On observe un regain d’intérêt pour l’idée que la psychothérapie, associée à un traitement médicamenteux adapté, est essentielle à la rémission. Je n’ai pas connu de crise maniaque depuis que j’ai commencé une psychanalyse avec un bon thérapeute. Les médicaments seuls ne suffisent pas. Il n’existe pas de solution miracle, seul un travail personnel rigoureux est nécessaire. Si vous n’avez pas les moyens de suivre une thérapie, renseignez-vous sur les groupes de soutien gratuits ou à prix modique. Vous constaterez une amélioration.
Pouvez-vous décrire ce que l’on ressent lors d’un épisode maniaque ?
Ma pensée se désorganise et devient chaotique. Des choses dénuées de sens en acquièrent un. Les noms, les chiffres et les couleurs se chargent d’un symbolisme perverti. Un narcissisme fondamental sous-tend tout cela, me faisant croire que je suis le centre de toute chose, pour le meilleur et pour le pire. Mes épisodes maniaques sont, bien sûr, une manifestation de ma propre psychopathie. Ils partagent tous ces caractéristiques, mais chaque épisode a été lié à des fixations spécifiques que j’avais à ce moment-là.
À votre avis, pourquoi les discussions sur la santé mentale et son traitement restent-elles si stigmatisées ?
Quand on perd la raison, qu’on sombre dans la dépression ou qu’on est en proie à une crise de manie, on se comporte différemment de d’habitude. Les autres jugent alors ce comportement, et par conséquent, la personne elle-même. C’est ainsi que naît la stigmatisation.

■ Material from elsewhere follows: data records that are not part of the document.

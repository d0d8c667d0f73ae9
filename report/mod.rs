//! # Reporting
//!
//! Writes fitted weights as TSV. When a ground truth is known, it also
//! compares the estimator's support against it after every arrival and
//! presents the result either as a TSV table or as a text stacked bar chart:
//! correct selections at the bottom of each bar, incorrect ones stacked on
//! top, and a dashed reference line at the true dimension.

pub mod plot;
pub mod selection;
pub mod weights;

pub use plot::render_stacked_bars;
pub use selection::{SelectionCounts, SelectionTrace, write_tsv};
pub use weights::write_weights_tsv;

use serde::{Deserialize, Serialize};
use thiserror::Error;

#[derive(Debug, Clone, PartialEq, Serialize, Deserialize)]
#[serde(deny_unknown_fields, default)]
pub struct ReportConfig {
    /// First arrival drawn in the chart; earlier arrivals are still tabulated.
    pub first_arrival: usize,
    pub title: String,
    /// Number of text rows the tallest possible bar (all `P` features) spans.
    pub chart_height: usize,
}

impl Default for ReportConfig {
    fn default() -> Self {
        Self {
            first_arrival: 0,
            title: "Online lasso feature selection".to_string(),
            chart_height: 20,
        }
    }
}

#[derive(Error, Debug)]
pub enum ReportError {
    #[error("Failed to write report: {0}")]
    IoError(#[from] std::io::Error),
    #[error("Failed to write TSV report: {0}")]
    CsvError(#[from] csv::Error),
    #[error("The chart starts at arrival {first}, but only {available} arrivals were recorded.")]
    EmptyRange { first: usize, available: usize },
}
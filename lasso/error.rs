use thiserror::Error;

/// Every way an arrival, or the engine that processes it, can be rejected.
///
/// These are all caller-correctable precondition violations. Nothing in the
/// estimator fails transiently, so no variant is ever worth retrying.
#[derive(Error, Debug, Clone, PartialEq)]
pub enum LassoError {
    #[error("{context} has {found} entries, but the engine was built for {expected} features.")]
    DimensionMismatch {
        context: &'static str,
        expected: usize,
        found: usize,
    },

    #[error(
        "Feature {index} has zero accumulated energy, so its coordinate has no defined update."
    )]
    NumericalDegeneracy { index: usize },

    #[error("Non-finite value (NaN or Infinity) in feature {index} of the observation.")]
    NonFiniteObservation { index: usize },

    #[error("The observation label is not finite: {0}.")]
    NonFiniteLabel(f64),

    #[error("Entry {index} of the {vector} is not finite; the arrival overflowed or the state is corrupt.")]
    NonFiniteState { vector: &'static str, index: usize },

    #[error("Accumulated energy for feature {index} is negative ({value}); energies are sums of squares.")]
    NegativeEnergy { index: usize, value: f64 },

    #[error("Noise variance must be finite and non-negative, but was {0}.")]
    InvalidNoiseVariance(f64),

    #[error("The feature dimension must be at least 1.")]
    EmptyDimension,
}
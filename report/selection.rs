use crate::engine::{ArrivalObserver, ArrivalOutcome};
use crate::report::ReportError;
use serde::Serialize;
use std::io::Write;

/// How one estimated support lines up with the true support.
#[derive(Debug, Clone, Copy, PartialEq, Eq, Default, Serialize)]
pub struct SelectionCounts {
    /// Selected features that are truly nonzero.
    pub correct: usize,
    /// Selected features that are truly zero.
    pub incorrect: usize,
}

impl SelectionCounts {
    /// `true_support` must be sorted ascending.
    pub fn compare(estimated: &[usize], true_support: &[usize]) -> Self {
        let correct = estimated
            .iter()
            .filter(|&&j| true_support.binary_search(&j).is_ok())
            .count();
        Self {
            correct,
            incorrect: estimated.len() - correct,
        }
    }

    pub fn selected(&self) -> usize {
        self.correct + self.incorrect
    }
}

/// Per-arrival selection counts, filled in as a run streams.
#[derive(Debug, Clone)]
pub struct SelectionTrace {
    true_support: Vec<usize>,
    counts: Vec<SelectionCounts>,
}

impl SelectionTrace {
    pub fn new(mut true_support: Vec<usize>) -> Self {
        true_support.sort_unstable();
        true_support.dedup();
        Self {
            true_support,
            counts: Vec::new(),
        }
    }

    pub fn true_support(&self) -> &[usize] {
        &self.true_support
    }

    pub fn counts(&self) -> &[SelectionCounts] {
        &self.counts
    }

    pub fn record(&mut self, estimated: &[usize]) -> SelectionCounts {
        let counts = SelectionCounts::compare(estimated, &self.true_support);
        self.counts.push(counts);
        counts
    }
}

impl ArrivalObserver for SelectionTrace {
    fn on_run_start(&mut self, total_arrivals: Option<usize>) {
        self.counts.clear();
        self.counts.reserve(total_arrivals.unwrap_or(0));
    }

    fn on_arrival(&mut self, _: usize, outcome: &ArrivalOutcome) {
        self.record(&outcome.state.support());
    }
}

#[derive(Serialize)]
struct SelectionRow {
    arrival: usize,
    correct: usize,
    incorrect: usize,
}

/// Writes `arrival  correct  incorrect` rows, tab-separated, with a header.
pub fn write_tsv<W: Write>(counts: &[SelectionCounts], writer: W) -> Result<(), ReportError> {
    let mut out = csv::WriterBuilder::new()
        .delimiter(b'\t')
        .from_writer(writer);
    for (arrival, c) in counts.iter().enumerate() {
        out.serialize(SelectionRow {
            arrival,
            correct: c.correct,
            incorrect: c.incorrect,
        })?;
    }
    out.flush()?;
    Ok(())
}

Ce nouveau modèle qui considère les troubles mentaux comme des maladies et qui soigne les personnes sans stigmatisation est magnifique et libérateur. Je suis touché et reconnaissant que nous commencions enfin à en parler sans tabou.
Si quelqu’un cherche un traitement pour des problèmes psychologiques, je pense que c’est la chose la plus courageuse qu’il puisse faire. Cela vous rendra aussi beaucoup plus intéressant. La seule vie qui vaille la peine d’être vécue est celle où l’on s’introspecte.
De plus en plus de personnes parlent ouvertement de la maladie mentale. Si quelqu’un qui lit ceci ne comprend pas forcément tout à fait la maladie mentale et n’en est pas personnellement atteint, que souhaiteriez-vous qu’il sache sur la santé mentale ?
Je ne crois pas qu’il existe des gens qui ne soient pas touchés par la maladie mentale. Même si elle n’est pas diagnostiquée, je vous garantis que vous connaissez quelqu’un qui en souffre.
J’ai du mal avec le terme de diagnostic « maladie mentale », et je tiens à préciser que cette étiquette ne nous définit pas. Je préfère le terme « neuro-atypique », souvent employé dans la communauté autiste. Cependant, je suis heureuse que ce diagnostic existe, car il permet de comprendre que la maladie mentale n’est pas la faute de la personne qui en souffre.
Ce que je tiens à vous faire comprendre avant tout, c’est qu’il existe une idée fausse très répandue dans notre société : les personnes atteintes de troubles mentaux ne sont pas violentes. Si quelqu’un souffre, il a besoin de votre aide, pas de votre méfiance ou de votre peur. La plupart des personnes atteintes de troubles mentaux que je connais sont des artistes et des penseurs exceptionnels. Elles ont une vision du monde unique, font preuve d’une sensibilité et d’une bienveillance particulières envers la vie, les autres et les communautés qu’elles servent.
Si un être cher traverse une période difficile sur le plan de la santé mentale, rappelez-lui combien il est important pour vous et pour les autres. Cette marque de générosité peut lui redonner confiance en lui et lui permettre de réaliser de grandes choses. Elle inspirera aussi les autres et contribuera à rendre le monde plus beau pour tous.